National’s trust deficit

Turns out that Colmar Brunton drilled a little deeper (as 08wire puts it: hat-tip) in their last poll. And they found that Labour’s campaign to question National’s borrow-to-build strategy and make its hidden agendas a defining issue is working.

Half of Kiwis doubt National’s honesty about its policies. This includes some of its own supporters:

“ONE News asked voters in the poll whether National is being open about its plans. Fifty per cent say “no”, while 37% think they are. And a quarter of National’s own supporters say they are not being honest.”

When asked about National’s plan to borrow more to fund new infrastructure, 52% say they disagree while 39% agree.

John Key says he intends, “to campaign on trust. I intend to be a prime minister that earns the trust of New Zealanders and I’m going to keep that trust.”

Finance Minister Michael Cullen says, “People know where Helen Clark stands. They don’t know where John Key stands. So if this election is about trust, we’re very much back in the running”.

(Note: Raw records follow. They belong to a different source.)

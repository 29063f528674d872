pub mod auth;
pub mod extract;

pub use extract::{ApiJson, ApiQuery};
use std::fmt;
use std::str::FromStr;

use crate::error::AppError;

/// Academic term within a calendar year.
///
/// The source institution opens the calendar year with its winter session,
/// so the annual order is fixed as Winter < Spring < Summer < Fall.
/// `FA25` therefore sorts before `WI26`.
#[derive(Debug, Clone, Copy, PartialEq, Eq, PartialOrd, Ord, Hash)]
pub enum Term {
    Winter,
    Spring,
    Summer,
    Fall,
}

impl Term {
    fn from_code(code: &str) -> Option<Term> {
        match code {
            "WI" => Some(Term::Winter),
            "SP" => Some(Term::Spring),
            "SU" => Some(Term::Summer),
            "FA" => Some(Term::Fall),
            _ => None,
        }
    }

    fn code(self) -> &'static str {
        match self {
            Term::Winter => "WI",
            Term::Spring => "SP",
            Term::Summer => "SU",
            Term::Fall => "FA",
        }
    }
}

/// A semester code such as `SP26`: two-letter term plus two-digit year.
///
/// Ordered by `(year, term)`, which matches calendar chronology across year
/// boundaries. Two-digit years map into 2000-2099.
#[derive(Debug, Clone, Copy, PartialEq, Eq, PartialOrd, Ord, Hash)]
pub struct Semester {
    year: u16,
    term: Term,
}

impl Semester {
    pub fn new(term: Term, year: u16) -> Self {
        Self { year, term }
    }

    pub fn term(&self) -> Term {
        self.term
    }

    /// Full calendar year, e.g. 2026 for `SP26`.
    pub fn year(&self) -> i64 {
        i64::from(self.year)
    }

    pub fn is_newer_than(&self, other: &Semester) -> bool {
        self > other
    }

    pub fn is_older_than(&self, other: &Semester) -> bool {
        self < other
    }

    pub fn is_same_as(&self, other: &Semester) -> bool {
        self == other
    }

    /// The four-character source code, e.g. `FA25`.
    pub fn code(&self) -> String {
        format!("{}{:02}", self.term.code(), self.year % 100)
    }
}

impl FromStr for Semester {
    type Err = AppError;

    fn from_str(s: &str) -> Result<Self, Self::Err> {
        if s.len() != 4 || !s.is_ascii() {
            return Err(AppError::InvalidSemesterCode(s.to_string()));
        }

        let (term_part, year_part) = s.split_at(2);
        let term = Term::from_code(&term_part.to_ascii_uppercase())
            .ok_or_else(|| AppError::InvalidSemesterCode(s.to_string()))?;
        let year: u16 = year_part
            .parse()
            .map_err(|_| AppError::InvalidSemesterCode(s.to_string()))?;

        Ok(Semester::new(term, 2000 + year))
    }
}

impl fmt::Display for Semester {
    fn fmt(&self, f: &mut fmt::Formatter<'_>) -> fmt::Result {
        write!(f, "{}", self.code())
    }
}
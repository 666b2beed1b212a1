use thiserror::Error;

#[derive(Debug, Error)]
pub enum AppError {
    #[error("invalid semester code: {0}")]
    InvalidSemesterCode(String),

    #[error("identity conflict for {key}: {detail}")]
    IdentityConflict { key: String, detail: String },

    #[error("merge failed for {entity}: {source}")]
    MergeFailure {
        entity: String,
        #[source]
        source: sqlx::Error,
    },

    #[error("combined group resolution failed: {source}")]
    GroupResolutionFailure {
        #[source]
        source: sqlx::Error,
    },

    #[error("catalog fetch failed: {0}")]
    Fetch(String),

    #[error("database error: {0}")]
    Database(#[from] sqlx::Error),

    #[error("configuration error: {0}")]
    Config(String),
}
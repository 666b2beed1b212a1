use serde::{Deserialize, Serialize};
use sqlx::FromRow;

/// Enrollment status as reported by the source for a section or group.
#[derive(Debug, Clone, Copy, PartialEq, Eq, Serialize, Deserialize, sqlx::Type)]
#[sqlx(rename_all = "UPPERCASE")]
#[serde(rename_all = "UPPERCASE")]
pub enum OpenStatus {
    Open,
    Closed,
    Waitlist,
    Unknown,
}

impl OpenStatus {
    /// Source wire codes: "O", "C", "W". Anything else maps to Unknown.
    pub fn from_source_code(code: Option<&str>) -> Self {
        match code {
            Some("O") => OpenStatus::Open,
            Some("C") => OpenStatus::Closed,
            Some("W") => OpenStatus::Waitlist,
            _ => OpenStatus::Unknown,
        }
    }
}

/// One scheduled component (LEC/DIS/LAB/...) of an enroll group, keyed
/// naturally by (enroll_group_id, section_type, section_number).
#[derive(Debug, Clone, Serialize, Deserialize, FromRow)]
pub struct ClassSection {
    pub id: i64,
    pub enroll_group_id: i64,
    pub section_type: String,
    pub section_number: String,
    /// Source-global section identifier for the semester.
    pub class_nbr: i64,
    pub open_status: OpenStatus,
    pub created_at: String,
    pub updated_at: String,
}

08 wire say that “…trust is an emotion that rises and falls slowly, and which morphs into partisan preference slowly, too.” Thus:

“First, it will be hard for National to turn this trust deficit around within the next three months. And second, the trust deficit’s transformation into “Labour plus” voters turning their backs on National is probably incomplete.”

Exactly the point that I made about the results of the latest batch of polls. Any bounce for Labour may have been slight (although a continued substantial recovery from the depths of June), but the long-term and more deep-seated damage done by the loose lips debacle may have been hidden.

John Armstrong also says “Right now, National has both a debt problem and a trust problem”. He interprets the poll as showing that National’s “soft” vote “amounts to around a quarter of its current support.”

With a little under three months to go to the election, Labour’s challenge is to exploit these doubts and prise the wavering National-leaning punters away from National. Then the whole picture changes.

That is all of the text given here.